(Dataset entries)
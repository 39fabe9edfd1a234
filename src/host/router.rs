//! Routes host commands to the widget loop.

use crate::host::contract::{CommandEnvelope, CommandName, EVENT_VERSION, ResponseEnvelope};
use crate::widget::{WidgetCommand, WidgetHandle};
use serde_json::json;
use tracing::warn;

#[derive(Clone)]
pub struct HostRouter {
    widget: WidgetHandle,
}

impl HostRouter {
    #[must_use]
    pub fn new(widget: WidgetHandle) -> Self {
        Self { widget }
    }

    /// Route a command envelope; failures become error envelopes.
    pub async fn route(&self, envelope: &CommandEnvelope) -> ResponseEnvelope {
        if let Err(e) = envelope.validate() {
            warn!(request_id = %envelope.request_id, "invalid host command envelope: {e}");
            return ResponseEnvelope::error(envelope.request_id.clone(), e.to_string());
        }

        let request_id = envelope.request_id.clone();
        let command = match envelope.command {
            CommandName::HostPing => {
                return ResponseEnvelope::ok(
                    request_id,
                    json!({ "pong": true, "contract_version": EVENT_VERSION }),
                );
            }
            CommandName::SessionStatus => {
                return match self.widget.status().await {
                    Ok(status) => ResponseEnvelope::ok(
                        request_id,
                        serde_json::to_value(status).unwrap_or_default(),
                    ),
                    Err(e) => ResponseEnvelope::error(request_id, e.to_string()),
                };
            }
            CommandName::WidgetOpen => WidgetCommand::Open,
            CommandName::WidgetClose => WidgetCommand::Close,
            CommandName::SessionStart => WidgetCommand::Start,
            CommandName::SessionEnd => WidgetCommand::End,
            CommandName::SessionRetry => WidgetCommand::Retry,
            CommandName::SessionDismiss => WidgetCommand::Dismiss,
        };

        // Outcomes of accepted commands arrive as events.
        match self.widget.send(command).await {
            Ok(()) => ResponseEnvelope::ok(request_id, json!({ "accepted": true })),
            Err(e) => ResponseEnvelope::error(request_id, e.to_string()),
        }
    }
}
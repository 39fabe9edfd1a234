//! CLI binary for leadcall.

use clap::{Parser, Subcommand};
use leadcall::audio::capture::CpalInput;
use leadcall::audio::playback::CpalOutput;
use leadcall::diagnostics::{default_log_dir, init_logging};
use leadcall::host::stdio::run_stdio_bridge;
use leadcall::{AssistantConfig, Backends, SessionState, Widget, WidgetCommand, WidgetEvent};
use std::path::PathBuf;
use tokio::sync::broadcast::error::RecvError;
use tokio_util::sync::CancellationToken;
use tracing::info;

/// leadcall: voice assistant that qualifies leads and books demo meetings.
#[derive(Parser)]
#[command(name = "leadcall", version, about)]
struct Cli {
    /// Path to TOML configuration file.
    #[arg(short, long)]
    config: Option<PathBuf>,

    /// Also write a daily-rolling log file (default directory when no path
    /// is given).
    #[arg(long, num_args = 0..=1, default_missing_value = "")]
    log_dir: Option<PathBuf>,

    /// Subcommand to run.
    #[command(subcommand)]
    command: Option<Command>,
}

/// Available commands.
#[derive(Subcommand)]
enum Command {
    /// Talk to the consultant on the local microphone and speaker.
    Chat,

    /// List available audio devices.
    Devices,

    /// Serve the JSON host protocol on stdin/stdout.
    Host,

    /// Write the default configuration file.
    InitConfig {
        /// Overwrite an existing file.
        #[arg(long)]
        force: bool,
    },
}

#[tokio::main]
async fn main() -> anyhow::Result<()> {
    let cli = Cli::parse();

    let log_dir = cli.log_dir.as_ref().and_then(|p| {
        if p.as_os_str().is_empty() {
            default_log_dir()
        } else {
            Some(p.clone())
        }
    });
    let _log_guard = init_logging(log_dir.as_deref());

    let command = cli.command.unwrap_or(Command::Chat);
    if let Command::InitConfig { force } = command {
        return init_config(cli.config, force);
    }
    let config = AssistantConfig::load(cli.config.as_deref())?;

    match command {
        Command::Chat => run_chat(config).await,
        Command::Devices => list_devices(),
        Command::Host => run_host(config).await,
        Command::InitConfig { .. } => Ok(()),
    }
}

async fn run_chat(config: AssistantConfig) -> anyhow::Result<()> {
    println!("leadcall v{}", env!("CARGO_PKG_VERSION"));

    let backends = Backends::production(&config)?;
    let (widget, handle) = Widget::new(config, backends);
    let mut events = handle.subscribe();
    let cancel = CancellationToken::new();

    let cancel_clone = cancel.clone();
    tokio::spawn(async move {
        if tokio::signal::ctrl_c().await.is_ok() {
            info!("received Ctrl+C, shutting down...");
            cancel_clone.cancel();
        }
    });

    let widget_task = tokio::spawn(widget.run(cancel.clone()));
    handle.send(WidgetCommand::Start).await?;

    loop {
        tokio::select! {
            () = cancel.cancelled() => break,
            event = events.recv() => match event {
                Ok(event) => {
                    if !print_event(&event) {
                        break;
                    }
                }
                Err(RecvError::Lagged(_)) => {}
                Err(RecvError::Closed) => break,
            },
        }
    }

    cancel.cancel();
    widget_task.await?;
    Ok(())
}

/// Print one event; returns `false` when the call is over.
fn print_event(event: &WidgetEvent) -> bool {
    match event {
        WidgetEvent::StateChanged { state } => match state {
            SessionState::Connecting => println!("Connecting..."),
            SessionState::Active => {
                println!("\nConnected! Speak into your microphone. Press Ctrl+C to stop.\n");
            }
            SessionState::AwaitingBooking => println!("Booking your demo..."),
            SessionState::Success => println!("Demo meeting booked."),
            SessionState::Idle => return false,
            SessionState::Error(kind) if !kind.keeps_session() => return false,
            SessionState::Error(_) => {}
        },
        WidgetEvent::Transcript { text } => println!("You: {text}"),
        WidgetEvent::Error { kind, message } => {
            eprintln!("{} ({message})", kind.user_message());
        }
        WidgetEvent::BookingRejected { missing } => {
            println!("Still missing: {}", missing.join(", "));
        }
        WidgetEvent::TimedOut => println!("Session ended after inactivity."),
        WidgetEvent::Opened
        | WidgetEvent::Closed
        | WidgetEvent::OutputLevel { .. }
        | WidgetEvent::BookingDelivered { .. } => {}
    }
    true
}

async fn run_host(config: AssistantConfig) -> anyhow::Result<()> {
    let host = config.host.clone();
    let backends = Backends::production(&config)?;
    let (widget, handle) = Widget::new(config, backends);
    let cancel = CancellationToken::new();
    let widget_task = tokio::spawn(widget.run(cancel.clone()));

    let result = run_stdio_bridge(handle, host).await;
    cancel.cancel();
    widget_task.await?;
    result.map_err(|e| anyhow::anyhow!("host bridge failed: {e}"))
}

fn list_devices() -> anyhow::Result<()> {
    println!("Input devices:");
    for name in CpalInput::list_input_devices()? {
        println!("  - {name}");
    }

    println!("\nOutput devices:");
    for name in CpalOutput::list_output_devices()? {
        println!("  - {name}");
    }

    Ok(())
}

fn init_config(path: Option<PathBuf>, force: bool) -> anyhow::Result<()> {
    let path = path.unwrap_or_else(AssistantConfig::default_config_path);
    if path.exists() && !force {
        anyhow::bail!("{} already exists (use --force to overwrite)", path.display());
    }
    AssistantConfig::default().save_to_file(&path)?;
    println!("Wrote {}", path.display());
    Ok(())
}
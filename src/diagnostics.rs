//! Logging setup shared by the binaries.
//!
//! Everything goes to stderr (stdout belongs to the host protocol). An
//! optional daily-rolling file log is written through `tracing-appender`.

use std::path::{Path, PathBuf};
use tracing_appender::non_blocking::WorkerGuard;
use tracing_subscriber::EnvFilter;
use tracing_subscriber::layer::SubscriberExt;
use tracing_subscriber::util::SubscriberInitExt;

/// Filter used when `RUST_LOG` is unset.
pub const DEFAULT_FILTER: &str = "leadcall=info,tungstenite=warn,reqwest=warn";

/// File name prefix of the rolling log.
const LOG_FILE_PREFIX: &str = "leadcall.log";

/// Keeps the file writer flushing; drop it at the end of `main`.
#[must_use = "dropping the guard stops the file log"]
pub struct LogGuard {
    _file: Option<WorkerGuard>,
}

/// `<data-local-dir>/leadcall/logs`.
pub fn default_log_dir() -> Option<PathBuf> {
    dirs::data_local_dir().map(|d| d.join("leadcall").join("logs"))
}

/// Install the global subscriber. A second call is a no-op.
///
/// When `log_dir` is given, a daily-rolling file log is written there in
/// addition to stderr; a directory that cannot be created is reported on
/// stderr and skipped.
pub fn init_logging(log_dir: Option<&Path>) -> LogGuard {
    let filter =
        EnvFilter::try_from_default_env().unwrap_or_else(|_| EnvFilter::new(DEFAULT_FILTER));

    let stderr_layer = tracing_subscriber::fmt::layer().with_writer(std::io::stderr);

    let mut guard = None;
    let file_layer = log_dir.and_then(|dir| match std::fs::create_dir_all(dir) {
        Ok(()) => {
            let appender = tracing_appender::rolling::daily(dir, LOG_FILE_PREFIX);
            let (writer, worker) = tracing_appender::non_blocking(appender);
            guard = Some(worker);
            Some(
                tracing_subscriber::fmt::layer()
                    .with_writer(writer)
                    .with_ansi(false),
            )
        }
        Err(e) => {
            eprintln!("file logging disabled, cannot create {}: {e}", dir.display());
            None
        }
    });

    let _ = tracing_subscriber::registry()
        .with(filter)
        .with(stderr_layer)
        .with(file_layer)
        .try_init();

    LogGuard { _file: guard }
}
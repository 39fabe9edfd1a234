//! Booking validation and delivery to the form relay.
//!
//! A `bookDemoMeeting` tool call becomes a [`BookingRequest`] only when all
//! four required fields are present and non-blank. Delivery goes through a
//! [`Notifier`]; the production one is [`FormRelayNotifier`], which POSTs
//! JSON to a FormSubmit-style `ajax` endpoint.

use crate::config::BookingConfig;
use crate::error::{Result, VoiceError};
use crate::persona::{BOOKING_REQUIRED_FIELDS, BOOKING_SUMMARY_FIELD};
use async_trait::async_trait;
use serde::{Deserialize, Serialize};
use serde_json::{Map, Value};
use tracing::{info, warn};

/// A validated demo-meeting booking.
#[derive(Debug, Clone, PartialEq, Eq, Serialize, Deserialize)]
#[serde(rename_all = "camelCase")]
pub struct BookingRequest {
    pub full_name: String,
    pub mobile_number: String,
    pub email_address: String,
    pub preferred_time: String,
    #[serde(default, skip_serializing_if = "Option::is_none")]
    pub call_summary: Option<String>,
}

impl BookingRequest {
    /// Build a request from tool-call arguments.
    ///
    /// Numbers are accepted for any field and rendered as text (models
    /// sometimes send the mobile number as a number).
    ///
    /// # Errors
    ///
    /// Returns [`VoiceError::IncompleteBookingArgs`] naming every required
    /// field that is missing or blank.
    pub fn from_args(args: &Value) -> Result<Self> {
        let mut values = Vec::with_capacity(BOOKING_REQUIRED_FIELDS.len());
        let mut missing = Vec::new();
        for field in BOOKING_REQUIRED_FIELDS {
            match text_field(args, field) {
                Some(v) => values.push(v),
                None => missing.push(field.to_owned()),
            }
        }
        if !missing.is_empty() {
            return Err(VoiceError::IncompleteBookingArgs { missing });
        }

        let mut values = values.into_iter();
        let mut next = || values.next().unwrap_or_default();
        Ok(Self {
            full_name: next(),
            mobile_number: next(),
            email_address: next(),
            preferred_time: next(),
            call_summary: text_field(args, BOOKING_SUMMARY_FIELD),
        })
    }

    /// Human-readable body for the notification email.
    pub fn message(&self) -> String {
        let mut body = format!(
            "A new demo meeting has been scheduled.\n\n\
             Visitor: {}\nEmail: {}\nMobile: {}\nTime: {}\n",
            self.full_name, self.email_address, self.mobile_number, self.preferred_time
        );
        if let Some(summary) = &self.call_summary {
            body.push_str(&format!("Summary: {summary}\n"));
        }
        body.push_str("\nLead generated by Cheshta AI.");
        body
    }

    /// JSON body posted to the relay: the booking fields plus relay
    /// directives (`_subject`, `_cc`) and `message`.
    pub fn relay_payload(&self, config: &BookingConfig) -> Value {
        let mut map = match serde_json::to_value(self) {
            Ok(Value::Object(map)) => map,
            _ => Map::new(),
        };
        map.insert("_subject".into(), Value::String(config.subject.clone()));
        if config.cc_visitor {
            map.insert("_cc".into(), Value::String(self.email_address.clone()));
        }
        map.insert("message".into(), Value::String(self.message()));
        Value::Object(map)
    }
}

fn text_field(args: &Value, field: &str) -> Option<String> {
    let text = match args.get(field)? {
        Value::String(s) => s.trim().to_owned(),
        Value::Number(n) => n.to_string(),
        _ => return None,
    };
    (!text.is_empty()).then_some(text)
}

/// Delivers bookings to a human.
#[async_trait]
pub trait Notifier: Send + Sync {
    /// Deliver one booking.
    ///
    /// # Errors
    ///
    /// Returns [`VoiceError::NotificationDeliveryFailed`] when the booking
    /// was not accepted.
    async fn deliver(&self, request: &BookingRequest) -> Result<()>;
}

/// POSTs bookings to a form-relay email service.
#[derive(Debug, Clone)]
pub struct FormRelayNotifier {
    client: reqwest::Client,
    config: BookingConfig,
}

impl FormRelayNotifier {
    /// # Errors
    ///
    /// Returns an error if the HTTP client cannot be built.
    pub fn new(config: &BookingConfig) -> Result<Self> {
        let client = reqwest::Client::builder()
            .timeout(config.request_timeout())
            .build()
            .map_err(|e| VoiceError::Config(format!("cannot build HTTP client: {e}")))?;
        Ok(Self {
            client,
            config: config.clone(),
        })
    }
}

#[async_trait]
impl Notifier for FormRelayNotifier {
    async fn deliver(&self, request: &BookingRequest) -> Result<()> {
        let body = request.relay_payload(&self.config);
        let response = self
            .client
            .post(&self.config.relay_url)
            .header("Accept", "application/json")
            .json(&body)
            .send()
            .await
            .map_err(|e| {
                VoiceError::NotificationDeliveryFailed(format!("relay request failed: {e}"))
            })?;

        let status = response.status();
        let text = response.text().await.unwrap_or_default();
        if !status.is_success() {
            warn!(%status, "form relay rejected booking");
            return Err(VoiceError::NotificationDeliveryFailed(format!(
                "relay returned {status}: {text}"
            )));
        }
        // The ajax relay answers 200 with `"success": "false"` for some
        // rejections (unconfirmed inbox, spam filter).
        if let Ok(reply) = serde_json::from_str::<Value>(&text)
            && (matches!(reply.get("success"), Some(Value::Bool(false)))
                || matches!(reply.get("success"), Some(Value::String(s)) if s == "false"))
        {
            let reason = reply
                .get("message")
                .and_then(Value::as_str)
                .unwrap_or("relay reported failure");
            warn!(reason, "form relay rejected booking");
            return Err(VoiceError::NotificationDeliveryFailed(reason.to_owned()));
        }

        info!(visitor = %request.full_name, "booking delivered");
        Ok(())
    }
}
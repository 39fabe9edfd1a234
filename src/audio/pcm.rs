//! PCM conversions between the audio devices and the remote endpoint.
//!
//! Outbound audio is mono f32 at the input rate, sent as 16-bit
//! little-endian PCM in base64. Inbound audio is base64 16-bit PCM
//! (interleaved when multi-channel) decoded to planar f32.

use crate::error::{Result, VoiceError};
use base64::Engine as _;
use base64::engine::general_purpose::STANDARD as B64;

/// Base64 PCM payload with its MIME type, as carried on the wire.
#[derive(Debug, Clone, PartialEq, Eq)]
pub struct MediaChunk {
    /// e.g. `audio/pcm;rate=16000`.
    pub mime_type: String,
    /// Base64-encoded 16-bit little-endian samples.
    pub data: String,
}

impl MediaChunk {
    /// Sample rate declared by the MIME type, if any.
    pub fn sample_rate(&self) -> Option<u32> {
        parse_pcm_rate(&self.mime_type)
    }
}

/// A decoded chunk of synthesized audio, one `Vec` per channel.
#[derive(Debug, Clone, PartialEq)]
pub struct PlaybackBuffer {
    pub channels: Vec<Vec<f32>>,
    pub sample_rate: u32,
}

impl PlaybackBuffer {
    /// Frames per channel.
    pub fn frames(&self) -> usize {
        self.channels.first().map_or(0, Vec::len)
    }

    /// Duration in seconds.
    pub fn duration(&self) -> f64 {
        if self.sample_rate == 0 {
            return 0.0;
        }
        self.frames() as f64 / f64::from(self.sample_rate)
    }

    pub fn is_empty(&self) -> bool {
        self.frames() == 0
    }

    /// Average all channels into one.
    pub fn to_mono(&self) -> Vec<f32> {
        match self.channels.len() {
            0 => Vec::new(),
            1 => self.channels[0].clone(),
            n => (0..self.frames())
                .map(|i| self.channels.iter().map(|c| c[i]).sum::<f32>() / n as f32)
                .collect(),
        }
    }
}

/// MIME type for raw 16-bit PCM at `rate`.
pub fn pcm_mime(rate: u32) -> String {
    format!("audio/pcm;rate={rate}")
}

/// Extract `rate=<n>` from a PCM MIME type.
pub fn parse_pcm_rate(mime: &str) -> Option<u32> {
    mime.split(';')
        .map(str::trim)
        .find_map(|param| param.strip_prefix("rate="))
        .and_then(|v| v.trim().parse().ok())
        .filter(|rate| *rate > 0)
}

/// Convert f32 samples in \[-1, 1\] to 16-bit little-endian bytes.
///
/// Out-of-range input saturates instead of wrapping.
pub fn f32_to_pcm16_le(samples: &[f32]) -> Vec<u8> {
    let mut bytes = Vec::with_capacity(samples.len() * 2);
    for &s in samples {
        // `as` saturates for f32 -> i16 and maps NaN to 0.
        let v = (s * 32768.0) as i16;
        bytes.extend_from_slice(&v.to_le_bytes());
    }
    bytes
}

/// Convert 16-bit little-endian interleaved bytes to planar f32.
///
/// A trailing partial frame is dropped.
///
/// # Errors
///
/// Returns an error for odd byte counts or zero channels.
pub fn pcm16_le_to_planar(bytes: &[u8], channels: u16, sample_rate: u32) -> Result<PlaybackBuffer> {
    if channels == 0 {
        return Err(VoiceError::Audio("channel count must be at least 1".into()));
    }
    if bytes.len() % 2 != 0 {
        return Err(VoiceError::Audio(format!("PCM16 payload has odd length {}", bytes.len())));
    }
    let ch = channels as usize;
    let frame_count = bytes.len() / 2 / ch;
    let mut planar = vec![Vec::with_capacity(frame_count); ch];
    for frame in bytes.chunks_exact(2 * ch).take(frame_count) {
        for (c, sample) in frame.chunks_exact(2).enumerate() {
            let v = i16::from_le_bytes([sample[0], sample[1]]);
            planar[c].push(f32::from(v) / 32768.0);
        }
    }
    Ok(PlaybackBuffer {
        channels: planar,
        sample_rate,
    })
}

/// Encode mono f32 samples as a base64 PCM16 media chunk.
pub fn encode_media(samples: &[f32], sample_rate: u32) -> MediaChunk {
    MediaChunk {
        mime_type: pcm_mime(sample_rate),
        data: B64.encode(f32_to_pcm16_le(samples)),
    }
}

/// Decode a base64 PCM16 media chunk.
///
/// The sample rate comes from the MIME type when present, else `fallback_rate`.
///
/// # Errors
///
/// Returns an error if the payload is not valid base64 or not valid PCM16.
pub fn decode_media(
    chunk: &MediaChunk,
    channels: u16,
    fallback_rate: u32,
) -> Result<PlaybackBuffer> {
    let bytes = B64
        .decode(chunk.data.as_bytes())
        .map_err(|e| VoiceError::Audio(format!("invalid base64 audio: {e}")))?;
    let rate = chunk.sample_rate().unwrap_or(fallback_rate);
    pcm16_le_to_planar(&bytes, channels, rate)
}

/// Convert interleaved multi-channel audio to mono by averaging channels.
pub fn to_mono(data: &[f32], channels: u16) -> Vec<f32> {
    let ch = channels.max(1) as usize;
    if ch == 1 {
        return data.to_vec();
    }
    data.chunks_exact(ch)
        .map(|frame| frame.iter().sum::<f32>() / ch as f32)
        .collect()
}

/// Simple linear-interpolation resampler.
///
/// Speech energy sits below 8kHz, so no anti-alias filter is applied when
/// going from 48kHz down to 16kHz.
pub fn resample(samples: &[f32], src_rate: u32, dst_rate: u32) -> Vec<f32> {
    if src_rate == dst_rate || samples.is_empty() || src_rate == 0 || dst_rate == 0 {
        return samples.to_vec();
    }

    let ratio = f64::from(src_rate) / f64::from(dst_rate);
    let out_len = (samples.len() as f64 / ratio) as usize;
    let mut output = Vec::with_capacity(out_len);

    for i in 0..out_len {
        let src_pos = i as f64 * ratio;
        let idx = src_pos as usize;
        let frac = src_pos - idx as f64;

        let sample = if idx + 1 < samples.len() {
            f64::from(samples[idx]) * (1.0 - frac) + f64::from(samples[idx + 1]) * frac
        } else {
            f64::from(samples[idx.min(samples.len() - 1)])
        };

        output.push(sample as f32);
    }

    output
}

/// Root-mean-square amplitude.
pub fn rms(samples: &[f32]) -> f32 {
    if samples.is_empty() {
        return 0.0;
    }
    let sum: f32 = samples.iter().map(|s| s * s).sum();
    (sum / samples.len() as f32).sqrt()
}

/// Groups a stream of samples into fixed-size frames.
#[derive(Debug)]
pub struct FrameAccumulator {
    frame_size: usize,
    pending: Vec<f32>,
}

impl FrameAccumulator {
    pub fn new(frame_size: usize) -> Self {
        let frame_size = frame_size.max(1);
        Self {
            frame_size,
            pending: Vec::with_capacity(frame_size),
        }
    }

    /// Append samples and return every frame that became complete.
    pub fn push(&mut self, samples: &[f32]) -> Vec<Vec<f32>> {
        let mut frames = Vec::new();
        let mut rest = samples;
        while !rest.is_empty() {
            let take = (self.frame_size - self.pending.len()).min(rest.len());
            self.pending.extend_from_slice(&rest[..take]);
            rest = &rest[take..];
            if self.pending.len() == self.frame_size {
                frames.push(std::mem::replace(
                    &mut self.pending,
                    Vec::with_capacity(self.frame_size),
                ));
            }
        }
        frames
    }

    /// Samples waiting for the next frame.
    pub fn pending(&self) -> usize {
        self.pending.len()
    }
}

## [Work instruction]
Which lines in the records above contain the string "HostRouter"? Copy each one.

## [Answer box]
pub struct HostRouter {
impl HostRouter {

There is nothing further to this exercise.